**WHAT IS REQUIRED**
Determine how many lines below contain the word "services", then state only that figure.

**DATASET ENTRIES**
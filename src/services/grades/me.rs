use actix_web::{HttpRequest, HttpResponse, Result as ActixResult};

use super::GradeService;
use super::entries::student_grade_entries;
use crate::models::{ApiResponse, ErrorCode, grades::responses::StudentGradesResponse};
use crate::services::{Actor, error_response, forbidden, resolve_actor};

pub async fn my_grades(service: &GradeService, request: &HttpRequest) -> ActixResult<HttpResponse> {
    let storage = service.get_storage(request);

    let student = match resolve_actor(&storage, request).await {
        Ok(Actor::Student(_, student)) => student,
        Ok(_) => {
            return Ok(forbidden(
                ErrorCode::Forbidden,
                "Only students have personal grades",
            ));
        }
        Err(resp) => return Ok(resp),
    };

    match student_grade_entries(&storage, &student).await {
        Ok(entries) => Ok(HttpResponse::Ok().json(ApiResponse::success(
            StudentGradesResponse {
                student_id: student.id,
                entries,
            },
            "Grades retrieved successfully",
        ))),
        Err(e) => Ok(error_response(&e, "Failed to load grades")),
    }
}
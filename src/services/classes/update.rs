use actix_web::{HttpRequest, HttpResponse, Result as ActixResult};

use super::{ClassService, ensure_teacher_exists, validate_capacity};
use crate::models::{ApiResponse, ErrorCode, classes::requests::UpdateClassRequest};
use crate::services::{bad_request, error_response, not_found};

pub async fn update_class(
    service: &ClassService,
    request: &HttpRequest,
    class_id: i64,
    mut update_data: UpdateClassRequest,
) -> ActixResult<HttpResponse> {
    if let Some(name) = update_data.name.as_mut() {
        *name = name.trim().to_string();
        if name.is_empty() {
            return Ok(bad_request(ErrorCode::BadRequest, "Class name must not be empty"));
        }
    }
    if let Err(msg) = validate_capacity(update_data.capacity) {
        return Ok(bad_request(ErrorCode::BadRequest, msg));
    }

    let storage = service.get_storage(request);

    if let Some(teacher_id) = update_data.teacher_id
        && let Err(resp) = ensure_teacher_exists(&storage, teacher_id).await
    {
        return Ok(resp);
    }

    match storage.update_class(class_id, update_data).await {
        Ok(Some(class)) => Ok(HttpResponse::Ok().json(ApiResponse::success(
            class,
            "Class information updated successfully",
        ))),
        Ok(None) => Ok(not_found(ErrorCode::ClassNotFound, "Class not found")),
        Err(e) => Ok(error_response(&e, "Failed to update class information")),
    }
}
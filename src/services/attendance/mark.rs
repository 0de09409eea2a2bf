use actix_web::{HttpRequest, HttpResponse, Result as ActixResult};

use super::{AttendanceService, check_record_permission, class_student_ids};
use crate::models::{ApiResponse, ErrorCode, attendance::MarkAttendanceRequest};
use crate::services::{bad_request, error_response, resolve_actor};
use crate::utils::validate::validate_date;

pub async fn mark_attendance(
    service: &AttendanceService,
    request: &HttpRequest,
    body: MarkAttendanceRequest,
) -> ActixResult<HttpResponse> {
    let date = match validate_date(&body.date) {
        Ok(date) => date.format("%Y-%m-%d").to_string(),
        Err(msg) => return Ok(bad_request(ErrorCode::AttendanceDateInvalid, msg)),
    };

    let storage = service.get_storage(request);
    let actor = match resolve_actor(&storage, request).await {
        Ok(actor) => actor,
        Err(resp) => return Ok(resp),
    };

    if let Err(resp) = check_record_permission(&storage, &actor, body.class_id).await {
        return Ok(resp);
    }

    match class_student_ids(&storage, body.class_id).await {
        Ok(ids) if ids.contains(&body.student_id) => {}
        Ok(_) => {
            return Ok(bad_request(
                ErrorCode::BadRequest,
                "Student is not enrolled in this class",
            ));
        }
        Err(resp) => return Ok(resp),
    }

    match storage
        .upsert_attendance(body.student_id, body.class_id, &date, body.present)
        .await
    {
        Ok(record) => Ok(HttpResponse::Ok().json(ApiResponse::success(
            record,
            "Attendance recorded",
        ))),
        Err(e) => Ok(error_response(&e, "Failed to record attendance")),
    }
}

**REPLY TO THE TASK**
6